Aug. 14 (Bloomberg) -- Portugal’s economy shrank for a seventh quarter in the three months through June while unemployment rose to a euro-era record as the government cut spending and increased taxes to narrow its budget deficit.
Gross domestic product contracted 1.2 percent from the first quarter, when it fell 0.1 percent, the Lisbon-based National Statistics Institute, or INE, said in a preliminary report today. Economists predicted a decline of 0.7 percent, the median of nine estimates in a Bloomberg survey showed. GDP dropped 3.3 percent from a year earlier, the most since the second quarter of 2009.
Portugal’s jobless rate rose to 15 percent in the three months through June from 14.9 percent in the first quarter and 12.1 percent in the second quarter of 2011, the INE said today in a separate e-mailed statement.
Prime Minister Pedro Passos Coelho is battling rising joblessness and a deepening recession as he seeks to meet the terms of a 78 billion-euro ($96 billion) aid plan from the European Union and the International Monetary Fund. As the country’s borrowing costs surged, Portugal last year followed Greece and Ireland in needing a bailout.
Portuguese economic growth has averaged less than 1 percent a year for the past decade, placing it among Europe’s weakest performers. The government predicts the economy will shrink 3 percent this year before expanding 0.2 percent in 2013.
Data on Portugal’s economy was “negative, highlighting an aggravation of the internal demand situation,” Filipe Garcia, an economist at Oporto-based financial consulting company IMF-Informacao de Mercados Financeiros said in a research note today.
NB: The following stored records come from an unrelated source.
//! Host-side fakes shared by the unit tests.

use core::cell::Cell;

use heapless::Vec;

use crate::clock::Clock;
use crate::error::{Error, SubmitError};
use crate::hid::{ReportSink, KEYBOARD_REPORT_SIZE};

/// Clock that only moves when told to.
#[derive(Default)]
pub struct ManualClock(Cell<u64>);

impl ManualClock {
    pub fn at(ms: u64) -> Self {
        Self(Cell::new(ms))
    }

    pub fn set(&self, ms: u64) {
        self.0.set(ms);
    }
}

impl Clock for ManualClock {
    fn now_ms(&self) -> u64 {
        self.0.get()
    }
}

pub type Frame = [u8; KEYBOARD_REPORT_SIZE];

/// Transport that records every accepted frame and can be told to
/// refuse the n-th submission.
#[derive(Default)]
pub struct RecordingSink {
    pub frames: Vec<Frame, 64>,
    pub attempts: usize,
    pub reject_attempt: Option<usize>,
}

impl RecordingSink {
    pub fn rejecting(attempt: usize) -> Self {
        Self {
            reject_attempt: Some(attempt),
            ..Self::default()
        }
    }
}

impl ReportSink for RecordingSink {
    async fn submit(&mut self, report: &Frame) -> Result<(), Error> {
        let attempt = self.attempts;
        self.attempts += 1;
        if self.reject_attempt == Some(attempt) {
            return Err(SubmitError::Disabled.into());
        }
        self.frames.push(*report).unwrap();
        Ok(())
    }
}
//! Logging shims for library code.
//!
//! With the `defmt` feature these forward to the matching `defmt` macro.
//! Without it (host builds and tests) the arguments are still type-checked
//! through `format_args!` but nothing is emitted, so only `{}` and `{:?}`
//! placeholders may be used.

#[cfg(feature = "defmt")]
mod with_defmt {
    macro_rules! debug {
        ($($arg:tt)*) => {
            defmt::debug!($($arg)*)
        };
    }

    macro_rules! info {
        ($($arg:tt)*) => {
            defmt::info!($($arg)*)
        };
    }

    macro_rules! warn_ {
        ($($arg:tt)*) => {
            defmt::warn!($($arg)*)
        };
    }

    macro_rules! error {
        ($($arg:tt)*) => {
            defmt::error!($($arg)*)
        };
    }

    pub(crate) use {debug, error, info, warn_ as warn};
}

#[cfg(not(feature = "defmt"))]
mod without_defmt {
    macro_rules! debug {
        ($($arg:tt)*) => {{
            let _ = format_args!($($arg)*);
        }};
    }

    macro_rules! info {
        ($($arg:tt)*) => {{
            let _ = format_args!($($arg)*);
        }};
    }

    macro_rules! warn_ {
        ($($arg:tt)*) => {{
            let _ = format_args!($($arg)*);
        }};
    }

    macro_rules! error {
        ($($arg:tt)*) => {{
            let _ = format_args!($($arg)*);
        }};
    }

    pub(crate) use {debug, error, info, warn_ as warn};
}

#[cfg(feature = "defmt")]
pub(crate) use with_defmt::{debug, error, info, warn};
#[cfg(not(feature = "defmt"))]
pub(crate) use without_defmt::{debug, error, info, warn};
The government forecasts the unemployment rate will rise to 15.9 percent in 2013 from 15.5 percent this year as it carries out austerity measures to trim the budget deficit to 4.5 percent of GDP this year and 3 percent in 2013.
Debt was 107.8 percent of GDP in 2011 and the government forecasts it will reach 114.4 percent in 2012 and peak at 118.6 percent in 2013.
Portuguese car sales may decline 18.5 percent this year from 2011, according to a forecast by the Portuguese Automobile Association. An estimated 2,600 companies in the auto industry may close this year, representing a loss of 21,000 jobs, ACAP said.
Brisa-Auto Estradas de Portugal SA, Portugal’s biggest toll-road operator, said on July 27 that first-half toll revenue declined 10 percent.
Portugal’s construction sector is on the “verge of collapse” and in need of an emergency program to help restructure debt, the biggest industry group said in June. Building companies owe banks about 25 billion euros and insolvency risks are rising as institutions cut back on loans, according to Ricardo Pedrosa Gomes, president of the Public Works and Construction Association.